The WHO highlights the Health Parasitology Unit of the University of Valencia for its track record in neglected diseases

  • Scientific Culture and Innovation Unit
  • January 23rd, 2024
 
Children saying goodbye to Santiago Mas-Coma after finishing the survey in a school.
Children saying goodbye to Santiago Mas-Coma after finishing the survey in a school.

The global fight against Neglected Tropical Diseases of the Health Parasitology Unit (University of Valencia) has been recognised by the World Health Organisation (WHO) for its work as a Collaborating Centre. The Valencian team, led by emeritus professor Santiago Mas Coma, also a Reference Centre for the Food and Agriculture Organisation (FAO) of the United Nations, has been highlighted for its international leadership and for saving thousands of lives, especially of children.

World Neglected Diseases Day is celebrated every January 30. The significance and impact of the research tasks of the Health Parasitology Unit, both in field surveys in highly endemic areas and in experimental laboratory studies, have represented significant advances. Thus, in Latin America, the results of its recent monitoring of infection in young children after an uninterrupted decade of preventive chemotherapy through annual mass treatments have made it possible to prove the effectiveness of this control strategy that the team launched ten years ago.

The Valencia team has also managed to show how to carry out an effective “One Health” type control strategy, defining the steps and detailing their implementation order, taking into account the reduced logistical and economic availability of these highly low income countries.

Santiago Mas-Coma, a WHO expert, comments: “it has taken a lot of effort and work over three decades to get here, but the enormous satisfaction of seeing how we have improved child development in such impoverished rural areas is a feeling of unmatched pride. And having ensured the continuity of these disease control actions by combining annual treatments with the implementation of One Health measures for the coming years gives us great peace of mind. “We have reduced morbidity and mortality, and we will be able to maintain it.”

The WHO expert adds “behind all this there is an entire research team without whose participation and hard work in inhospitable conditions at an extreme altitude of 4,000 m it would have been impossible to carry out the long mission that we have had to carry out, without forgetting all the institutions that have collaborated in paying for the very high funding that has been necessary. We are going to spread all this on January 30, on World Neglected Diseases Day.”
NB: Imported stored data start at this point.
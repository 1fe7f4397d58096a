//! Normalization of nested tuplet proportions.
//!
//! Proportion tree holds relative durations: every node value is a
//! proportion relative to its siblings, and the root value is the nominal
//! amount of subdivisions of the whole.
//!
//! After normalization every node can be written in one shared power-of-two
//! subdivision: sibling groups differ from their parent only by a tuplet
//! ratio, and every level is scaled consistently with the levels above.
//!
//! # Example
//! ```
//! use metrical::primitives::Tree;
//! use metrical::duration::normalize;
//!
//! // quarter: eighth + triplet of sixteenths.
//! let tree =
//!     Tree::branch(1, [Tree::leaf(1), Tree::with_leaves(1, [1, 1, 1])]);
//! assert_eq!(
//!     normalize(&tree),
//!     Tree::branch(4, [Tree::leaf(2), Tree::with_leaves(2, [1, 1, 1])])
//! );
//! ```

use crate::primitives::{closest_power_of_two, gcd, gcd_all, Tree};

pub type ProportionTree = Tree<u64>;
/// Power-of-two exponents, parallel to a [`ProportionTree`].
pub type DistanceTree = Tree<i32>;

/// Make every node of the tree representable in one power-of-two subdivision,
/// preserving relative durations of siblings.
///
/// Proportions are expected to be positive.
///
/// # Panics
/// If intermediate trees get out of shape, which means a bug.
pub fn normalize(tree: &ProportionTree) -> ProportionTree {
    let reduced = reduce_siblings(tree);
    let matched = match_parents(&reduced);
    let distances = propagate(&reduced.zip(&matched, encode_distance));
    let scaled = reduced.zip(&distances, decode_distance);
    let normalized = match_children(scaled);
    log::debug!("normalized proportions {:?} into {:?}", tree, normalized);
    normalized
}

/// Divide every sibling group by its greatest common divisor.
fn reduce_siblings(tree: &ProportionTree) -> ProportionTree {
    match tree {
        Tree::Leaf(_) => tree.clone(),
        Tree::Branch(value, children) => {
            let divisor =
                gcd_all(children.iter().map(|child| *child.value())).max(1);
            Tree::branch(
                *value,
                children.iter().map(|child| {
                    reduce_siblings(child).with_value(child.value() / divisor)
                }),
            )
        }
    }
}

/// Bring every parent to the power-of-two neighborhood of its children sum.
fn match_parents(tree: &ProportionTree) -> ProportionTree {
    match tree {
        Tree::Leaf(_) => tree.clone(),
        Tree::Branch(value, children) => {
            let sum = children.iter().map(|child| *child.value()).sum();
            Tree::branch(
                match_parent(*value, sum),
                children.iter().map(match_parents),
            )
        }
    }
}

fn match_parent(parent: u64, sum: u64) -> u64 {
    if parent == 0 || sum == 0 || parent == sum {
        return parent;
    }
    if parent < sum {
        return closest_power_of_two(parent, sum).unwrap_or(parent);
    }
    parent / gcd(parent, sum)
}

fn encode_distance(original: &u64, matched: &u64) -> i32 {
    if *original == 0 || *matched == 0 {
        return 0;
    }
    (*matched as f64 / *original as f64).log2() as i32
}

fn decode_distance(original: &u64, distance: &i32) -> u64 {
    (*original as f64 * 2f64.powi(*distance)).round() as u64
}

/// Turn per-node distances into exponents, shared by every sibling group
/// and never negative.
fn propagate(distances: &DistanceTree) -> DistanceTree {
    let accumulated = accumulate_up(distances);
    inherit_down(distances, (*accumulated.value()).max(0))
}

/// Every branch gets its own distance plus the deepest requirement below.
fn accumulate_up(tree: &DistanceTree) -> DistanceTree {
    match tree {
        Tree::Leaf(distance) => Tree::Leaf(*distance),
        Tree::Branch(distance, children) => {
            let children: Vec<_> = children.iter().map(accumulate_up).collect();
            let deepest = children
                .iter()
                .map(|child| *child.value())
                .max()
                .unwrap_or(0)
                .max(0);
            Tree::Branch(distance + deepest, children)
        }
    }
}

fn inherit_down(tree: &DistanceTree, exponent: i32) -> DistanceTree {
    match tree {
        Tree::Leaf(_) => Tree::Leaf(exponent),
        Tree::Branch(distance, children) => Tree::branch(
            exponent,
            children
                .iter()
                .map(|child| inherit_down(child, exponent - distance)),
        ),
    }
}

/// Scale sibling groups, that are still shorter than their parent.
fn match_children(tree: ProportionTree) -> ProportionTree {
    match tree {
        Tree::Leaf(_) => tree,
        Tree::Branch(value, children) => {
            let sum: u64 = children.iter().map(|child| *child.value()).sum();
            let children = match sum > 0 && sum < value {
                false => children,
                true => {
                    let scale =
                        closest_power_of_two(sum, value).unwrap_or(sum) / sum;
                    children
                        .into_iter()
                        .map(|child| child.map(|v| v * scale))
                        .collect()
                }
            };
            Tree::branch(value, children.into_iter().map(match_children))
        }
    }
}

#[cfg(test)]
mod tests {
    use crate::primitives::Tree;

    use super::{
        match_parents, normalize, propagate, reduce_siblings, DistanceTree,
        ProportionTree,
    };

    fn sextuplet() -> ProportionTree {
        Tree::with_leaves(1, [1, 2, 3])
    }

    #[test]
    fn test_reduce_siblings() {
        let tree = Tree::branch(
            3,
            [Tree::with_leaves(4, [6, 9]), Tree::leaf(8), Tree::leaf(12)],
        );
        assert_eq!(
            reduce_siblings(&tree),
            Tree::branch(
                3,
                [Tree::with_leaves(1, [2, 3]), Tree::leaf(2), Tree::leaf(3)]
            )
        );
    }

    #[test]
    fn test_match_parents() {
        assert_eq!(
            match_parents(&sextuplet()),
            Tree::with_leaves(4, [1, 2, 3])
        );
        assert_eq!(
            match_parents(&Tree::with_leaves(4, [1, 1])),
            Tree::with_leaves(2, [1, 1])
        );
        assert_eq!(
            match_parents(&Tree::with_leaves(3, [1, 2])),
            Tree::with_leaves(3, [1, 2])
        );
    }

    #[test]
    fn test_propagate() {
        let distances: DistanceTree = Tree::branch(
            1,
            [Tree::with_leaves(2, [0, 0, 0]), Tree::leaf(0)],
        );
        assert_eq!(
            propagate(&distances),
            Tree::branch(3, [Tree::with_leaves(2, [0, 0, 0]), Tree::leaf(2)])
        );
        let negative: DistanceTree = Tree::with_leaves(-1, [0, 0]);
        assert_eq!(propagate(&negative), Tree::with_leaves(0, [1, 1]));
    }

    #[test]
    fn test_normalize() {
        assert_eq!(normalize(&sextuplet()), Tree::with_leaves(4, [1, 2, 3]));
        assert_eq!(
            normalize(&Tree::with_leaves(2, [1, 1, 1])),
            Tree::with_leaves(2, [1, 1, 1])
        );
        assert_eq!(
            normalize(&Tree::with_leaves(4, [1, 1])),
            Tree::with_leaves(4, [2, 2])
        );
        assert_eq!(
            normalize(&Tree::with_leaves(3, [2, 4])),
            Tree::with_leaves(3, [1, 2])
        );
        assert_eq!(
            normalize(&Tree::branch(1, [sextuplet(), Tree::leaf(1)])),
            Tree::branch(8, [Tree::with_leaves(4, [1, 2, 3]), Tree::leaf(4)])
        );
    }

    #[test]
    fn test_normalize_repairs_short_groups() {
        // single child can not fill 3 by a power of two.
        assert_eq!(
            normalize(&Tree::with_leaves(3, [1])),
            Tree::with_leaves(3, [2])
        );
        assert_eq!(
            normalize(&Tree::with_leaves(4, [1])),
            Tree::with_leaves(4, [4])
        );
    }

    #[test]
    fn test_normalize_leaf() {
        assert_eq!(normalize(&Tree::leaf(5)), Tree::leaf(5));
    }
}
In this sense, the Swiss pharmaceutical company Novartis donated the necessary medication and with this success the continuity of its production and future donation has been ensured, and with this the ability to continue the work of fighting this disease on all continents using the WHO headquarters in Geneva as intermediary and free distributor to all endemic countries.

Furthermore, the decisive contributions of the researchers of this team in understanding the origin and evolution of these diseases are allowing prevention initiatives in several Asian countries in which epidemic situations caused by extreme increases in monsoons rainfall are occurring, and are part of climate change phenomena and repercussions of uncontrolled imports and exchanges of livestock in South Asian countries with exponentially increasing populations and respective growing demands for food.